医療現場の最前線で新型コロナウイルスと戦う医師組織が立て続けに東京五輪・パラリンピック中止を菅義偉首相らに訴えていることが、海外でも波紋を広げている。

 米「ワシントン・ポスト」は18日、「東京保険医協会が、菅首相に対し五輪中止の意見書を提出した」と報道。同紙は「アジア第2位の経済大国の医療制度が、コロナ感染拡大と戦いと、何千人もの国際的な選手、コーチ、メディアの医療ニーズの両方に対応することができないという懸念がある」と経緯を説明した。

 また、同紙は「五輪中止を求める少なくともここ数週間で2つ目の医師グループだ」と言及。
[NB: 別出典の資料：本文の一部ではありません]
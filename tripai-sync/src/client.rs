//! Analyze API client
//!
//! Multipart upload of one photo to `POST {base_url}/api/analyze`; the server
//! answers with the landmark description as JSON.

use async_trait::async_trait;
use reqwest::multipart::{Form, Part};
use serde::{Deserialize, Serialize};
use std::time::Duration;
use thiserror::Error;
use tripai_common::models::UNASSIGNED_SERVER_ID;
use tripai_common::LandmarkDetails;

const USER_AGENT: &str = concat!("TripAI/", env!("CARGO_PKG_VERSION"));

/// Analyze call errors
#[derive(Debug, Error)]
pub enum AnalyzeError {
    #[error("Network error: {0}")]
    Network(String),

    #[error("Request timed out")]
    Timeout,

    #[error("Server error {0}: {1}")]
    Api(u16, String),

    #[error("Parse error: {0}")]
    Parse(String),
}

impl From<reqwest::Error> for AnalyzeError {
    fn from(e: reqwest::Error) -> Self {
        if e.is_timeout() {
            AnalyzeError::Timeout
        } else {
            AnalyzeError::Network(e.to_string())
        }
    }
}

/// One photo to analyze; every field but the image is optional on the wire
#[derive(Debug, Clone, Default)]
pub struct AnalyzeRequest {
    pub image: Vec<u8>,
    pub user_id: Option<i64>,
    pub device_id: Option<String>,
    pub language: Option<String>,
    pub latitude: Option<f64>,
    pub longitude: Option<f64>,
}

/// Analyze endpoint response
#[derive(Debug, Clone, PartialEq, Serialize, Deserialize)]
pub struct AnalysisResponse {
    #[serde(default = "unassigned")]
    pub id: i64,
    #[serde(flatten)]
    pub details: LandmarkDetails,
}

fn unassigned() -> i64 {
    UNASSIGNED_SERVER_ID
}

/// The remote analysis call
#[async_trait]
pub trait AnalysisService: Send + Sync {
    async fn analyze(&self, request: AnalyzeRequest) -> Result<AnalysisResponse, AnalyzeError>;
}

/// reqwest-backed [`AnalysisService`]
pub struct HttpAnalysisClient {
    http_client: reqwest::Client,
    analyze_url: String,
}

impl HttpAnalysisClient {
    /// `timeout` bounds the whole request (connect, upload and response)
    pub fn new(base_url: &str, timeout: Duration) -> Result<Self, AnalyzeError> {
        let http_client = reqwest::Client::builder()
            .user_agent(USER_AGENT)
            .connect_timeout(timeout)
            .timeout(timeout)
            .build()
            .map_err(|e| AnalyzeError::Network(e.to_string()))?;

        Ok(Self {
            http_client,
            analyze_url: format!("{}/api/analyze", base_url.trim_end_matches('/')),
        })
    }

    pub fn analyze_url(&self) -> &str {
        &self.analyze_url
    }

    fn build_form(request: AnalyzeRequest) -> Result<Form, AnalyzeError> {
        let image = Part::bytes(request.image)
            .file_name("photo.jpg")
            .mime_str("image/jpeg")
            .map_err(|e| AnalyzeError::Network(e.to_string()))?;

        let mut form = Form::new().part("image", image);

        if let Some(user_id) = request.user_id {
            form = form.text("user_id", user_id.to_string());
        }
        if let Some(device_id) = request.device_id {
            form = form.text("device_id", device_id);
        }
        if let Some(language) = request.language {
            form = form.text("language", language);
        }
        if let Some(latitude) = request.latitude {
            form = form.text("latitude", latitude.to_string());
        }
        if let Some(longitude) = request.longitude {
            form = form.text("longitude", longitude.to_string());
        }

        Ok(form)
    }
}

/// Pull the server's `message` (or `error`) out of an error body
fn error_message(body: &str) -> String {
    serde_json::from_str::<serde_json::Value>(body)
        .ok()
        .and_then(|v| {
            v.get("message")
                .or_else(|| v.get("error"))
                .and_then(|m| m.as_str())
                .map(str::to_string)
        })
        .unwrap_or_else(|| body.to_string())
}

#[async_trait]
impl AnalysisService for HttpAnalysisClient {
    async fn analyze(&self, request: AnalyzeRequest) -> Result<AnalysisResponse, AnalyzeError> {
        tracing::debug!(
            bytes = request.image.len(),
            has_location = request.latitude.is_some() && request.longitude.is_some(),
            "Uploading photo for analysis"
        );

        let form = Self::build_form(request)?;
        let response = self
            .http_client
            .post(&self.analyze_url)
            .multipart(form)
            .send()
            .await?;

        let status = response.status();
        let body = response.text().await?;

        if !status.is_success() {
            return Err(AnalyzeError::Api(status.as_u16(), error_message(&body)));
        }

        let analysis: AnalysisResponse =
            serde_json::from_str(&body).map_err(|e| AnalyzeError::Parse(e.to_string()))?;

        tracing::info!(
            server_id = analysis.id,
            name = %analysis.details.name,
            "Analysis successful"
        );

        Ok(analysis)
    }
}
//! Configuration loading and root folder resolution
//!
//! Missing or unreadable config files never stop startup: they produce a
//! warning and the compiled defaults.

use crate::{Error, Result};
use serde::{Deserialize, Serialize};
use std::path::{Path, PathBuf};
use tracing::{debug, warn};

/// Environment variable overriding the root folder
pub const ROOT_FOLDER_ENV: &str = "TRIPAI_ROOT_FOLDER";

/// Config file name looked up under the platform config dir
pub const CONFIG_FILE_NAME: &str = "tripai.toml";

/// Default analyze server
pub const DEFAULT_SERVER_URL: &str = "http://10.4.4.38:3001";

/// Top-level TOML configuration
#[derive(Debug, Clone, Default, PartialEq, Serialize, Deserialize)]
#[serde(default)]
pub struct TomlConfig {
    pub root_folder: Option<PathBuf>,
    pub server: ServerConfig,
    pub identity: IdentityConfig,
    pub image: ImageConfig,
    pub connectivity: ConnectivityConfig,
    pub logging: LoggingConfig,
}

/// Remote analyze server settings
#[derive(Debug, Clone, PartialEq, Serialize, Deserialize)]
#[serde(default)]
pub struct ServerConfig {
    pub base_url: String,
    /// Per-item bound while draining the pending queue
    pub batch_timeout_secs: u64,
    /// Bound for the capture-time analysis the user is waiting on
    pub interactive_timeout_secs: u64,
}

impl Default for ServerConfig {
    fn default() -> Self {
        Self {
            base_url: DEFAULT_SERVER_URL.to_string(),
            batch_timeout_secs: 120,
            interactive_timeout_secs: 45,
        }
    }
}

/// Who is asking for the analysis; every field is optional on the wire
#[derive(Debug, Clone, Default, PartialEq, Serialize, Deserialize)]
#[serde(default)]
pub struct IdentityConfig {
    pub user_id: Option<i64>,
    pub device_id: Option<String>,
    pub language: Option<String>,
}

/// Upload image preparation
#[derive(Debug, Clone, PartialEq, Serialize, Deserialize)]
#[serde(default)]
pub struct ImageConfig {
    /// Long edge bound in pixels
    pub max_edge: u32,
    /// JPEG quality 1-100
    pub jpeg_quality: u8,
}

impl Default for ImageConfig {
    fn default() -> Self {
        Self {
            max_edge: 1200,
            jpeg_quality: 65,
        }
    }
}

/// Reachability probing
#[derive(Debug, Clone, PartialEq, Serialize, Deserialize)]
#[serde(default)]
pub struct ConnectivityConfig {
    pub probe_interval_secs: u64,
    pub probe_timeout_secs: u64,
}

impl Default for ConnectivityConfig {
    fn default() -> Self {
        Self {
            probe_interval_secs: 5,
            probe_timeout_secs: 3,
        }
    }
}

#[derive(Debug, Clone, PartialEq, Serialize, Deserialize)]
#[serde(default)]
pub struct LoggingConfig {
    /// tracing filter directive, e.g. "info" or "tripai_sync=debug"
    pub level: String,
}

impl Default for LoggingConfig {
    fn default() -> Self {
        Self {
            level: "info".to_string(),
        }
    }
}

impl TomlConfig {
    /// Validate values that serde cannot
    pub fn validate(&self) -> Result<()> {
        if self.server.base_url.trim().is_empty() {
            return Err(Error::Config("server.base_url must not be empty".to_string()));
        }
        if self.image.max_edge == 0 {
            return Err(Error::Config("image.max_edge must be positive".to_string()));
        }
        if !(1..=100).contains(&self.image.jpeg_quality) {
            return Err(Error::Config(format!(
                "image.jpeg_quality must be 1-100, got {}",
                self.image.jpeg_quality
            )));
        }
        if self.connectivity.probe_interval_secs == 0 {
            return Err(Error::Config(
                "connectivity.probe_interval_secs must be positive".to_string(),
            ));
        }
        Ok(())
    }
}

/// Load TOML config from `path`
///
/// Returns defaults (with a warning) when the file is missing or cannot be parsed.
pub fn load_toml_config(path: &Path) -> TomlConfig {
    let content = match std::fs::read_to_string(path) {
        Ok(content) => content,
        Err(e) => {
            warn!(path = %path.display(), error = %e, "Config file not readable, using defaults");
            return TomlConfig::default();
        }
    };

    match toml::from_str::<TomlConfig>(&content) {
        Ok(config) => {
            debug!(path = %path.display(), "Loaded config file");
            config
        }
        Err(e) => {
            warn!(path = %path.display(), error = %e, "Config file invalid, using defaults");
            TomlConfig::default()
        }
    }
}

/// Write config as TOML, creating parent directories
pub fn write_toml_config(config: &TomlConfig, path: &Path) -> Result<()> {
    if let Some(parent) = path.parent() {
        std::fs::create_dir_all(parent)?;
    }
    let content = toml::to_string_pretty(config)
        .map_err(|e| Error::Config(format!("Serialize TOML failed: {}", e)))?;
    std::fs::write(path, content)?;
    Ok(())
}

/// Default config file location: `<config_dir>/tripai/tripai.toml`
pub fn default_config_path() -> Option<PathBuf> {
    dirs::config_dir().map(|d| d.join("tripai").join(CONFIG_FILE_NAME))
}

/// Root folder resolution, in priority order:
/// 1. Command-line argument (highest priority)
/// 2. Environment variable
/// 3. TOML config file
/// 4. OS-dependent compiled default (fallback)
pub struct RootFolderResolver<'a> {
    cli_arg: Option<&'a Path>,
    config: Option<&'a TomlConfig>,
}

impl<'a> RootFolderResolver<'a> {
    pub fn new() -> Self {
        Self {
            cli_arg: None,
            config: None,
        }
    }

    pub fn with_cli_arg(mut self, path: Option<&'a Path>) -> Self {
        self.cli_arg = path;
        self
    }

    pub fn with_config(mut self, config: &'a TomlConfig) -> Self {
        self.config = Some(config);
        self
    }

    pub fn resolve(&self) -> PathBuf {
        if let Some(path) = self.cli_arg {
            return path.to_path_buf();
        }

        if let Ok(path) = std::env::var(ROOT_FOLDER_ENV) {
            if !path.trim().is_empty() {
                return PathBuf::from(path);
            }
        }

        if let Some(path) = self.config.and_then(|c| c.root_folder.as_ref()) {
            return path.clone();
        }

        default_root_folder()
    }
}

impl Default for RootFolderResolver<'_> {
    fn default() -> Self {
        Self::new()
    }
}

/// Get OS-dependent default root folder path
pub fn default_root_folder() -> PathBuf {
    if cfg!(target_os = "linux") {
        // ~/.local/share/tripai
        dirs::data_local_dir()
            .map(|d| d.join("tripai"))
            .unwrap_or_else(|| PathBuf::from("/var/lib/tripai"))
    } else if cfg!(target_os = "macos") {
        // ~/Library/Application Support/tripai
        dirs::data_dir()
            .map(|d| d.join("tripai"))
            .unwrap_or_else(|| PathBuf::from("/Library/Application Support/tripai"))
    } else if cfg!(target_os = "windows") {
        // %LOCALAPPDATA%\tripai
        dirs::data_local_dir()
            .map(|d| d.join("tripai"))
            .unwrap_or_else(|| PathBuf::from("C:\\ProgramData\\tripai"))
    } else {
        PathBuf::from("./tripai_data")
    }
}

/// Files and folders kept under the root folder
pub struct RootFolderLayout {
    root: PathBuf,
}

impl RootFolderLayout {
    pub fn new(root: PathBuf) -> Self {
        Self { root }
    }

    /// Create the root and cache folders if missing
    pub fn ensure_directories(&self) -> Result<()> {
        std::fs::create_dir_all(&self.root)?;
        std::fs::create_dir_all(self.image_cache_dir())?;
        Ok(())
    }

    pub fn root(&self) -> &Path {
        &self.root
    }

    pub fn database_path(&self) -> PathBuf {
        self.root.join("tripai.db")
    }

    pub fn image_cache_dir(&self) -> PathBuf {
        self.root.join("cache").join("compressed_images")
    }
}
//! Capture-time analysis
//!
//! The user waits on this path, so the analyzer gets the shorter interactive
//! timeout. A failure while offline queues the photo for a later drain; a
//! failure while online is reported and nothing is queued.

use crate::client::{AnalysisService, AnalyzeError, AnalyzeRequest};
use crate::connectivity::ConnectivityProbe;
use crate::image_prep::ImagePreparer;
use crate::journal::LandmarkJournal;
use crate::queue::PendingQueue;
use std::sync::Arc;
use std::time::Duration;
use tracing::{info, warn};
use tripai_common::config::IdentityConfig;
use tripai_common::{Error, LandmarkRecord, PendingItem, Result};

/// Default bound for the analysis the user is waiting on
pub const DEFAULT_INTERACTIVE_TIMEOUT: Duration = Duration::from_secs(45);

#[derive(Debug, Clone, PartialEq)]
pub enum CaptureOutcome {
    /// Analyzed now and stored in the journal (not yet saved)
    Analyzed(LandmarkRecord),
    /// Device offline; photo queued with a placeholder
    Queued(PendingItem),
    /// Server reachable but the analysis failed
    Failed(String),
}

pub struct CaptureFlow {
    queue: PendingQueue,
    journal: LandmarkJournal,
    analyzer: Arc<dyn AnalysisService>,
    images: Arc<dyn ImagePreparer>,
    probe: Arc<dyn ConnectivityProbe>,
    identity: IdentityConfig,
    timeout: Duration,
}

impl CaptureFlow {
    pub fn new(
        queue: PendingQueue,
        journal: LandmarkJournal,
        analyzer: Arc<dyn AnalysisService>,
        images: Arc<dyn ImagePreparer>,
        probe: Arc<dyn ConnectivityProbe>,
    ) -> Self {
        Self {
            queue,
            journal,
            analyzer,
            images,
            probe,
            identity: IdentityConfig::default(),
            timeout: DEFAULT_INTERACTIVE_TIMEOUT,
        }
    }

    pub fn with_identity(mut self, identity: IdentityConfig) -> Self {
        self.identity = identity;
        self
    }

    pub fn with_timeout(mut self, timeout: Duration) -> Self {
        self.timeout = timeout;
        self
    }

    /// Analyze a freshly captured photo, queueing it when offline
    ///
    /// Errors only when the photo cannot be read or the store cannot be written.
    pub async fn analyze_capture(
        &self,
        photo_ref: &str,
        latitude: Option<f64>,
        longitude: Option<f64>,
    ) -> Result<CaptureOutcome> {
        let (image, prepared_ref) = match self.images.prepare(photo_ref).await {
            Some(prepared) => (prepared.bytes, Some(prepared.prepared_ref)),
            None => match self.images.read_raw(photo_ref).await {
                Some(raw) => (raw, None),
                None => return Err(Error::InvalidInput("Failed to load image".to_string())),
            },
        };

        let outcome = self
            .analyze_prepared(photo_ref, image, prepared_ref.as_deref(), latitude, longitude)
            .await;

        // Queued items are prepared again at drain time
        if let Some(prepared_ref) = &prepared_ref {
            if !matches!(outcome, Ok(CaptureOutcome::Analyzed(_))) {
                self.images.discard(prepared_ref).await;
            }
        }

        outcome
    }

    async fn analyze_prepared(
        &self,
        photo_ref: &str,
        image: Vec<u8>,
        prepared_ref: Option<&str>,
        latitude: Option<f64>,
        longitude: Option<f64>,
    ) -> Result<CaptureOutcome> {
        let request = AnalyzeRequest {
            image,
            user_id: self.identity.user_id,
            device_id: self.identity.device_id.clone(),
            language: self.identity.language.clone(),
            latitude,
            longitude,
        };

        let result = tokio::time::timeout(self.timeout, self.analyzer.analyze(request))
            .await
            .unwrap_or(Err(AnalyzeError::Timeout));

        let error = match result {
            Ok(response) => {
                let record = self
                    .journal
                    .record_analyzed(
                        prepared_ref.unwrap_or(photo_ref),
                        response,
                        latitude,
                        longitude,
                        self.identity.language.clone(),
                        chrono::Utc::now(),
                    )
                    .await?;
                return Ok(CaptureOutcome::Analyzed(record));
            }
            Err(e) => e,
        };

        if self.probe.is_online().await {
            warn!(photo_ref, error = %error, "Capture analysis failed");
            return Ok(CaptureOutcome::Failed(error.to_string()));
        }

        info!(photo_ref, error = %error, "Offline, queueing photo for later analysis");
        let item = self
            .queue
            .enqueue(photo_ref, latitude, longitude, chrono::Utc::now())
            .await?;
        Ok(CaptureOutcome::Queued(item))
    }
}

#[cfg(test)]
mod tests {
    use super::*;
    use crate::store::LocalStore;
    use crate::test_support::{landmark, StubAnalyzer, StubImages};
    use async_trait::async_trait;

    struct FixedProbe(bool);

    #[async_trait]
    impl ConnectivityProbe for FixedProbe {
        async fn is_online(&self) -> bool {
            self.0
        }
    }

    fn flow(analyzer: StubAnalyzer, images: StubImages, online: bool) -> (CaptureFlow, LocalStore) {
        let (flow, store, _images) = flow_with_images(analyzer, images, online);
        (flow, store)
    }

    fn flow_with_images(
        analyzer: StubAnalyzer,
        images: StubImages,
        online: bool,
    ) -> (CaptureFlow, LocalStore, Arc<StubImages>) {
        let store = LocalStore::in_memory();
        let images = Arc::new(images);
        let flow = CaptureFlow::new(
            PendingQueue::new(store.clone()),
            LandmarkJournal::new(store.clone()),
            Arc::new(analyzer),
            images.clone(),
            Arc::new(FixedProbe(online)),
        );
        (flow, store, images)
    }

    #[tokio::test]
    async fn test_success_stores_unsaved_record_with_prepared_ref() {
        let (flow, store) = flow(
            StubAnalyzer::new(|_| Ok(landmark(42, "Eiffel Tower"))),
            StubImages::compressing(),
            true,
        );
        let flow = flow.with_identity(IdentityConfig {
            language: Some("es".to_string()),
            ..IdentityConfig::default()
        });

        let outcome = flow.analyze_capture("p/shot.jpg", Some(48.85), Some(2.29)).await.unwrap();

        let CaptureOutcome::Analyzed(record) = outcome else {
            panic!("expected Analyzed, got {:?}", outcome);
        };
        assert_eq!(record.server_id, 42);
        assert!(!record.is_saved);
        assert_eq!(record.photo_ref, "/cache/compressed_images/p_shot.jpg");
        assert_eq!(record.language.as_deref(), Some("es"));
        assert_eq!(store.landmarks().await, vec![record]);
        assert!(store.pending().await.is_empty());
    }

    #[tokio::test]
    async fn test_offline_failure_queues_original_photo() {
        let (flow, store) = flow(StubAnalyzer::failing(), StubImages::compressing(), false);

        let outcome = flow.analyze_capture("p/shot.jpg", Some(1.0), Some(2.0)).await.unwrap();

        let CaptureOutcome::Queued(item) = outcome else {
            panic!("expected Queued, got {:?}", outcome);
        };
        assert_eq!(item.photo_ref, "p/shot.jpg");
        assert_eq!(store.pending().await, vec![item.clone()]);

        let landmarks = store.landmarks().await;
        assert_eq!(landmarks.len(), 1);
        assert!(landmarks[0].is_pending());
        assert_eq!(landmarks[0].pending_id, Some(item.id));
    }

    #[tokio::test]
    async fn test_online_failure_is_reported_not_queued() {
        let (flow, store) = flow(
            StubAnalyzer::new(|_| Err(AnalyzeError::Api(500, "quota exceeded".to_string()))),
            StubImages::raw(),
            true,
        );

        let outcome = flow.analyze_capture("p/shot.jpg", None, None).await.unwrap();

        assert_eq!(
            outcome,
            CaptureOutcome::Failed("Server error 500: quota exceeded".to_string())
        );
        assert!(store.pending().await.is_empty());
        assert!(store.landmarks().await.is_empty());
    }

    #[tokio::test]
    async fn test_interactive_timeout_reported() {
        let mut analyzer = StubAnalyzer::succeeding();
        analyzer.delay = Some(Duration::from_secs(5));
        let (flow, _store) = flow(analyzer, StubImages::raw(), true);
        let flow = flow.with_timeout(Duration::from_millis(20));

        let outcome = flow.analyze_capture("p/slow.jpg", None, None).await.unwrap();
        assert_eq!(outcome, CaptureOutcome::Failed("Request timed out".to_string()));
    }

    #[tokio::test]
    async fn test_queued_capture_discards_prepared_copy() {
        let (flow, store, images) =
            flow_with_images(StubAnalyzer::failing(), StubImages::compressing(), false);

        let outcome = flow.analyze_capture("p/shot.jpg", None, None).await.unwrap();

        assert!(matches!(outcome, CaptureOutcome::Queued(_)));
        assert_eq!(store.pending().await[0].photo_ref, "p/shot.jpg");
        assert_eq!(images.discarded(), vec!["/cache/compressed_images/p_shot.jpg"]);
    }

    #[tokio::test]
    async fn test_failed_capture_discards_prepared_copy() {
        let (flow, _store, images) =
            flow_with_images(StubAnalyzer::failing(), StubImages::compressing(), true);

        let outcome = flow.analyze_capture("p/shot.jpg", None, None).await.unwrap();

        assert!(matches!(outcome, CaptureOutcome::Failed(_)));
        assert_eq!(images.discarded(), vec!["/cache/compressed_images/p_shot.jpg"]);
    }

    #[tokio::test]
    async fn test_analyzed_capture_keeps_prepared_copy() {
        let (flow, _store, images) =
            flow_with_images(StubAnalyzer::succeeding(), StubImages::compressing(), true);

        flow.analyze_capture("p/shot.jpg", None, None).await.unwrap();

        assert!(images.discarded().is_empty());
    }

    #[tokio::test]
    async fn test_unreadable_photo_is_an_error() {
        let images = StubImages::with_unreadable(&["p/gone.jpg"]);
        let (flow, store) = flow(StubAnalyzer::succeeding(), images, false);

        let result = flow.analyze_capture("p/gone.jpg", None, None).await;

        assert!(matches!(result, Err(Error::InvalidInput(_))));
        assert!(store.pending().await.is_empty());
    }
}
13日に、すでに「全国医師ユニオン」が政府に要請書を提出し、「長崎県民主医療機関連合会」も記者会見で中止を訴えている。医師からの悲痛な訴えが続く〝異常事態〟について、同紙は「イベントの中止を求める請願書に、37万人以上の署名が集まるなど、日本で大会開催反対の意見が急激に増えていることの現れだ」と指摘した。

 このニュースはロイター通信や米「CBSスポーツ」、オーストラリア「スポーティング・ニュース」、カタール「アルジャジーラ」など世界中で報じられており「安心安全な方法で行われる」と強調する菅首相と国民の乖離が世界中で印象付けられている。